Le Pape François a écrit « Chanter, jouer, composer, diriger, faire de la musique dans l’Eglise sont parmi les plus belles choses pour la gloire de Dieu : c’est un privilège, un cadeau de Dieu pour exprimer un art musical et participer à la réalisation des mystères divins. Une belle et bonne musique est un instrument  privilégié pour aborder le transcendant et aide souvent à comprendre un message, même pour ceux qui sont distraits. »

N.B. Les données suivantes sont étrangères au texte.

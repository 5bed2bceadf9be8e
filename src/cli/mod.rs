//! Command-line parsing for the forward-spread pipeline.
//!
//! Argument parsing and command dispatch stay separate from the computation
//! code. Every flag that overrides a setting is optional so the environment
//! (or its defaults) applies when the flag is absent.

use std::path::PathBuf;

use chrono::NaiveDate;
use clap::{Args, Parser, Subcommand};

use crate::domain::{IndexCode, RateUnit};

/// Top-level CLI.
#[derive(Debug, Parser)]
#[command(
    name = "fwdspread",
    version,
    about = "Implied calendar forward rates and OIS spreads for equity index futures"
)]
pub struct Cli {
    #[command(subcommand)]
    pub command: Command,
}

/// CLI subcommands.
#[derive(Debug, Subcommand)]
pub enum Command {
    /// Compute forward rates and spreads for each index, persist them, and render charts.
    Run(RunArgs),
    /// Re-render the spread charts from previously persisted forward-rate files.
    Plot(PlotArgs),
    /// Compare persisted spreads against a reference spread file.
    Validate(ValidateArgs),
}

/// Directory and window overrides shared by every subcommand.
#[derive(Debug, Args, Clone)]
pub struct PathArgs {
    /// Indices to process (repeatable). Defaults to all of SPX, NDX, INDU.
    #[arg(short = 'i', long = "index", value_enum)]
    pub indices: Vec<IndexCode>,

    /// Directory with raw daily dividend files (overrides INPUT_DIR).
    #[arg(long, value_name = "DIR")]
    pub input_dir: Option<PathBuf>,

    /// Fallback directory for dividend files (overrides MANUAL_DATA_DIR).
    #[arg(long, value_name = "DIR")]
    pub manual_dir: Option<PathBuf>,

    /// Directory with term structures, short rates and forward-rate tables (overrides PROCESSED_DIR).
    #[arg(long, value_name = "DIR")]
    pub processed_dir: Option<PathBuf>,

    /// Directory for charts and the run summary (overrides OUTPUT_DIR).
    #[arg(long, value_name = "DIR")]
    pub output_dir: Option<PathBuf>,

    /// First date shown in charts (overrides START_DATE).
    #[arg(long, value_name = "YYYY-MM-DD")]
    pub start: Option<NaiveDate>,

    /// Last date of the full-history chart (overrides END_DATE).
    #[arg(long, value_name = "YYYY-MM-DD")]
    pub end: Option<NaiveDate>,

    /// Last date of the shorter-history chart.
    #[arg(long, value_name = "YYYY-MM-DD", default_value = "2020-01-01")]
    pub mid: NaiveDate,
}

/// Chart output options.
#[derive(Debug, Args, Clone)]
pub struct ChartArgs {
    /// Chart width (pixels).
    #[arg(long, default_value_t = 1200)]
    pub width: u32,

    /// Chart height (pixels).
    #[arg(long, default_value_t = 600)]
    pub height: u32,
}

/// Options for a full computation run.
#[derive(Debug, Args, Clone)]
pub struct RunArgs {
    #[command(flatten)]
    pub paths: PathArgs,

    #[command(flatten)]
    pub chart: ChartArgs,

    /// Half-width of the centered outlier-filter window (rows); the full window is 2w+1.
    #[arg(long, default_value_t = 45)]
    pub window: usize,

    /// Deviation-to-dispersion ratio at or above which a spread is an outlier.
    #[arg(long, default_value_t = 10.0)]
    pub threshold: f64,

    /// Count short-rate joins older than this many calendar days as stale.
    #[arg(long, default_value_t = 5)]
    pub stale_days: i64,

    /// How the short-rate file quotes its rates.
    #[arg(long, value_enum, default_value_t = RateUnit::Auto)]
    pub rate_unit: RateUnit,

    /// Skip chart rendering.
    #[arg(long)]
    pub no_plot: bool,
}

/// Options for re-rendering charts.
#[derive(Debug, Args, Clone)]
pub struct PlotArgs {
    #[command(flatten)]
    pub paths: PathArgs,

    #[command(flatten)]
    pub chart: ChartArgs,
}

/// Options for reference validation.
#[derive(Debug, Args, Clone)]
pub struct ValidateArgs {
    #[command(flatten)]
    pub paths: PathArgs,

    /// Reference spread CSV (date in the first column, one spread column per index).
    #[arg(long, value_name = "CSV")]
    pub reference: PathBuf,

    /// Minimum Pearson correlation for a pass.
    #[arg(long, default_value_t = 0.95)]
    pub min_correlation: f64,

    /// Maximum RMSE (bps) for a pass; the comparison is strict.
    #[arg(long, default_value_t = 5.0)]
    pub max_rmse: f64,
}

Par le sacrement du baptême chacun de nous a été plongé dans les eaux vives pour être illuminés par l’Esprit du Dieu Vivant. L’eau c’est la Vie. C’est la source de toute vie divine.

Lors de la veillée baptismale, réunis dans le sanctuaire marial, nous avons été invités à raviver le don que nous avons reçu lors de notre baptême afin de devenir les témoins du Christ Ressuscité.

Pour moi, la procession de tous les choristes,  vers les eaux baptismales accompagnée du chant « Nés de l’eau et de l’Esprit » : « Vous tous qui êtes nés de l’eau et de l’Esprit, c’est par la Croix du Christ que vous êtes sauvés » m’a interpellée et m’a fait réfléchir sur ma façon de répondre à l’appel du Christ pour devenir véritable disciple-missionnaire.

Lors de la Messe et de l’Envoi il nous a été rappelé que chanter, louer, adorer et contempler, annoncer et servir le Royaume doit être l’itinéraire qui nous permet de naître d’en haut pour offrir à ceux qui nous entourent de naître à leur tour à l’amour et à la vie de Dieu.

Telle est notre mission de choriste.